== Segment start ==

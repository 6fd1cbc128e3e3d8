//! Game backlog model.
//!
//! # Invariants
//! - `title` and `platform` are non-empty after trimming.
//! - `rating`, when set, is a star count in `1..=5`.

use chrono::{DateTime, Utc};
use serde::{Deserialize, Serialize};
use std::error::Error;
use std::fmt::{Display, Formatter};
use uuid::Uuid;

pub type GameId = Uuid;

pub const PLATFORM_OTHER: &str = "Outra";

/// Platforms offered by the entry form; anything else is stored verbatim.
pub const KNOWN_PLATFORMS: &[&str] = &[
    "PC",
    "PlayStation 5",
    "Xbox Series X",
    "Nintendo Switch",
    PLATFORM_OTHER,
];

pub const MAX_RATING: u8 = 5;

/// Progress of a game in the backlog.
#[derive(Debug, Clone, Copy, PartialEq, Eq, Hash, Serialize, Deserialize)]
pub enum GameStatus {
    Backlog,
    #[serde(rename = "Jogando")]
    Playing,
    #[serde(rename = "Finalizado")]
    Finished,
    #[serde(rename = "Pausado")]
    Paused,
    #[serde(rename = "Desistido")]
    Dropped,
}

impl GameStatus {
    pub const ALL: [GameStatus; 5] = [
        Self::Backlog,
        Self::Playing,
        Self::Finished,
        Self::Paused,
        Self::Dropped,
    ];

    pub fn label(self) -> &'static str {
        match self {
            Self::Backlog => "Backlog",
            Self::Playing => "Jogando",
            Self::Finished => "Finalizado",
            Self::Paused => "Pausado",
            Self::Dropped => "Desistido",
        }
    }

    /// Parses stored labels and English names, case-insensitively.
    pub fn parse(value: &str) -> Option<Self> {
        match value.trim().to_lowercase().as_str() {
            "backlog" => Some(Self::Backlog),
            "jogando" | "playing" => Some(Self::Playing),
            "finalizado" | "finished" => Some(Self::Finished),
            "pausado" | "paused" => Some(Self::Paused),
            "desistido" | "dropped" => Some(Self::Dropped),
            _ => None,
        }
    }
}

impl Display for GameStatus {
    fn fmt(&self, f: &mut Formatter<'_>) -> std::fmt::Result {
        f.write_str(self.label())
    }
}

/// Details captured from the third-party catalog when a game is added from
/// a lookup result.
#[derive(Debug, Clone, Default, PartialEq, Serialize, Deserialize)]
pub struct GameMetadata {
    pub id: u64,
    pub name: String,
    #[serde(default)]
    pub slug: String,
    #[serde(default)]
    pub released: Option<String>,
    #[serde(default)]
    pub background_image: Option<String>,
    #[serde(default)]
    pub rating: Option<f64>,
    #[serde(default)]
    pub rating_top: Option<u32>,
    #[serde(default)]
    pub ratings_count: Option<u32>,
    #[serde(default)]
    pub metacritic: Option<u32>,
    #[serde(default)]
    pub playtime: Option<u32>,
    #[serde(default)]
    pub platforms: Vec<String>,
    #[serde(default)]
    pub genres: Vec<String>,
    #[serde(default)]
    pub stores: Vec<String>,
    #[serde(default)]
    pub tags: Vec<String>,
    #[serde(default)]
    pub description: Option<String>,
    #[serde(default)]
    pub website: Option<String>,
    #[serde(default)]
    pub reddit_url: Option<String>,
    #[serde(default)]
    pub metacritic_url: Option<String>,
}

/// One backlog entry.
#[derive(Debug, Clone, PartialEq, Serialize, Deserialize)]
#[serde(rename_all = "camelCase")]
pub struct Game {
    pub id: GameId,
    pub title: String,
    pub platform: String,
    pub status: GameStatus,
    #[serde(default)]
    pub rating: Option<u8>,
    pub date_added: DateTime<Utc>,
    #[serde(default, skip_serializing_if = "Option::is_none")]
    pub metadata: Option<GameMetadata>,
}

impl Game {
    pub fn validate(&self) -> Result<(), GameValidationError> {
        validate_fields(&self.title, &self.platform, self.rating)
    }
}

#[derive(Debug, Clone, PartialEq, Eq)]
pub enum GameValidationError {
    MissingTitle,
    MissingPlatform,
    RatingOutOfRange(u8),
}

impl Display for GameValidationError {
    fn fmt(&self, f: &mut Formatter<'_>) -> std::fmt::Result {
        match self {
            Self::MissingTitle => write!(f, "game title is required"),
            Self::MissingPlatform => write!(f, "game platform is required"),
            Self::RatingOutOfRange(value) => {
                write!(f, "rating must be between 1 and {MAX_RATING}, got {value}")
            }
        }
    }
}

impl Error for GameValidationError {}

pub(crate) fn validate_fields(
    title: &str,
    platform: &str,
    rating: Option<u8>,
) -> Result<(), GameValidationError> {
    if title.trim().is_empty() {
        return Err(GameValidationError::MissingTitle);
    }
    if platform.trim().is_empty() {
        return Err(GameValidationError::MissingPlatform);
    }
    if let Some(value) = rating {
        if value == 0 || value > MAX_RATING {
            return Err(GameValidationError::RatingOutOfRange(value));
        }
    }
    Ok(())
}

/// Picks the first known form platform among catalog platform names.
pub fn detect_platform(platforms: &[String]) -> &'static str {
    platforms
        .iter()
        .find_map(|name| {
            KNOWN_PLATFORMS
                .iter()
                .copied()
                .find(|known| *known != PLATFORM_OTHER && *known == name.as_str())
        })
        .unwrap_or(PLATFORM_OTHER)
}

#[cfg(test)]
mod tests {
    use super::{detect_platform, validate_fields, GameStatus, GameValidationError};

    #[test]
    fn status_round_trips_through_stored_labels() {
        let json = serde_json::to_string(&GameStatus::Playing).unwrap();
        assert_eq!(json, "\"Jogando\"");
        assert_eq!(GameStatus::parse("finished"), Some(GameStatus::Finished));
        assert_eq!(GameStatus::parse("Desistido"), Some(GameStatus::Dropped));
    }

    #[test]
    fn detect_platform_falls_back_to_other() {
        let names = vec!["Xbox One".to_string(), "PC".to_string()];
        assert_eq!(detect_platform(&names), "PC");
        assert_eq!(detect_platform(&["Atari 2600".to_string()]), "Outra");
    }

    #[test]
    fn validate_fields_checks_rating_range() {
        assert_eq!(
            validate_fields("Hades", "PC", Some(6)),
            Err(GameValidationError::RatingOutOfRange(6))
        );
        assert_eq!(validate_fields(" ", "PC", None), Err(GameValidationError::MissingTitle));
        assert!(validate_fields("Hades", "PC", Some(5)).is_ok());
    }
}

== Segment end ==

What you have to do: Reproduce the material exactly. Every line must match.

Output of the task:
repository 6fd1cbc128e3e3d8
//! Game backlog model.
//!
//! # Invariants
//! - `title` and `platform` are non-empty after trimming.
//! - `rating`, when set, is a star count in `1..=5`.

use chrono::{DateTime, Utc};
use serde::{Deserialize, Serialize};
use std::error::Error;
use std::fmt::{Display, Formatter};
use uuid::Uuid;

pub type GameId = Uuid;

pub const PLATFORM_OTHER: &str = "Outra";

/// Platforms offered by the entry form; anything else is stored verbatim.
pub const KNOWN_PLATFORMS: &[&str] = &[
    "PC",
    "PlayStation 5",
    "Xbox Series X",
    "Nintendo Switch",
    PLATFORM_OTHER,
];

pub const MAX_RATING: u8 = 5;

/// Progress of a game in the backlog.
#[derive(Debug, Clone, Copy, PartialEq, Eq, Hash, Serialize, Deserialize)]
pub enum GameStatus {
    Backlog,
    #[serde(rename = "Jogando")]
    Playing,
    #[serde(rename = "Finalizado")]
    Finished,
    #[serde(rename = "Pausado")]
    Paused,
    #[serde(rename = "Desistido")]
    Dropped,
}

impl GameStatus {
    pub const ALL: [GameStatus; 5] = [
        Self::Backlog,
        Self::Playing,
        Self::Finished,
        Self::Paused,
        Self::Dropped,
    ];

    pub fn label(self) -> &'static str {
        match self {
            Self::Backlog => "Backlog",
            Self::Playing => "Jogando",
            Self::Finished => "Finalizado",
            Self::Paused => "Pausado",
            Self::Dropped => "Desistido",
        }
    }

    /// Parses stored labels and English names, case-insensitively.
    pub fn parse(value: &str) -> Option<Self> {
        match value.trim().to_lowercase().as_str() {
            "backlog" => Some(Self::Backlog),
            "jogando" | "playing" => Some(Self::Playing),
            "finalizado" | "finished" => Some(Self::Finished),
            "pausado" | "paused" => Some(Self::Paused),
            "desistido" | "dropped" => Some(Self::Dropped),
            _ => None,
        }
    }
}

impl Display for GameStatus {
    fn fmt(&self, f: &mut Formatter<'_>) -> std::fmt::Result {
        f.write_str(self.label())
    }
}

/// Details captured from the third-party catalog when a game is added from
/// a lookup result.
#[derive(Debug, Clone, Default, PartialEq, Serialize, Deserialize)]
pub struct GameMetadata {
    pub id: u64,
    pub name: String,
    #[serde(default)]
    pub slug: String,
    #[serde(default)]
    pub released: Option<String>,
    #[serde(default)]
    pub background_image: Option<String>,
    #[serde(default)]
    pub rating: Option<f64>,
    #[serde(default)]
    pub rating_top: Option<u32>,
    #[serde(default)]
    pub ratings_count: Option<u32>,
    #[serde(default)]
    pub metacritic: Option<u32>,
    #[serde(default)]
    pub playtime: Option<u32>,
    #[serde(default)]
    pub platforms: Vec<String>,
    #[serde(default)]
    pub genres: Vec<String>,
    #[serde(default)]
    pub stores: Vec<String>,
    #[serde(default)]
    pub tags: Vec<String>,
    #[serde(default)]
    pub description: Option<String>,
    #[serde(default)]
    pub website: Option<String>,
    #[serde(default)]
    pub reddit_url: Option<String>,
    #[serde(default)]
    pub metacritic_url: Option<String>,
}

/// One backlog entry.
#[derive(Debug, Clone, PartialEq, Serialize, Deserialize)]
#[serde(rename_all = "camelCase")]
pub struct Game {
    pub id: GameId,
    pub title: String,
    pub platform: String,
    pub status: GameStatus,
    #[serde(default)]
    pub rating: Option<u8>,
    pub date_added: DateTime<Utc>,
    #[serde(default, skip_serializing_if = "Option::is_none")]
    pub metadata: Option<GameMetadata>,
}

impl Game {
    pub fn validate(&self) -> Result<(), GameValidationError> {
        validate_fields(&self.title, &self.platform, self.rating)
    }
}

#[derive(Debug, Clone, PartialEq, Eq)]
pub enum GameValidationError {
    MissingTitle,
    MissingPlatform,
    RatingOutOfRange(u8),
}

impl Display for GameValidationError {
    fn fmt(&self, f: &mut Formatter<'_>) -> std::fmt::Result {
        match self {
            Self::MissingTitle => write!(f, "game title is required"),
            Self::MissingPlatform => write!(f, "game platform is required"),
            Self::RatingOutOfRange(value) => {
                write!(f, "rating must be between 1 and {MAX_RATING}, got {value}")
            }
        }
    }
}

impl Error for GameValidationError {}

pub(crate) fn validate_fields(
    title: &str,
    platform: &str,
    rating: Option<u8>,
) -> Result<(), GameValidationError> {
    if title.trim().is_empty() {
        return Err(GameValidationError::MissingTitle);
    }
    if platform.trim().is_empty() {
        return Err(GameValidationError::MissingPlatform);
    }
    if let Some(value) = rating {
        if value == 0 || value > MAX_RATING {
            return Err(GameValidationError::RatingOutOfRange(value));
        }
    }
    Ok(())
}

/// Picks the first known form platform among catalog platform names.
pub fn detect_platform(platforms: &[String]) -> &'static str {
    platforms
        .iter()
        .find_map(|name| {
            KNOWN_PLATFORMS
                .iter()
                .copied()
                .find(|known| *known != PLATFORM_OTHER && *known == name.as_str())
        })
        .unwrap_or(PLATFORM_OTHER)
}

#[cfg(test)]
mod tests {
    use super::{detect_platform, validate_fields, GameStatus, GameValidationError};

    #[test]
    fn status_round_trips_through_stored_labels() {
        let json = serde_json::to_string(&GameStatus::Playing).unwrap();
        assert_eq!(json, "\"Jogando\"");
        assert_eq!(GameStatus::parse("finished"), Some(GameStatus::Finished));
        assert_eq!(GameStatus::parse("Desistido"), Some(GameStatus::Dropped));
    }

    #[test]
    fn detect_platform_falls_back_to_other() {
        let names = vec!["Xbox One".to_string(), "PC".to_string()];
        assert_eq!(detect_platform(&names), "PC");
        assert_eq!(detect_platform(&["Atari 2600".to_string()]), "Outra");
    }

    #[test]
    fn validate_fields_checks_rating_range() {
        assert_eq!(
            validate_fields("Hades", "PC", Some(6)),
            Err(GameValidationError::RatingOutOfRange(6))
        );
        assert_eq!(validate_fields(" ", "PC", None), Err(GameValidationError::MissingTitle));
        assert!(validate_fields("Hades", "PC", Some(5)).is_ok());
    }
}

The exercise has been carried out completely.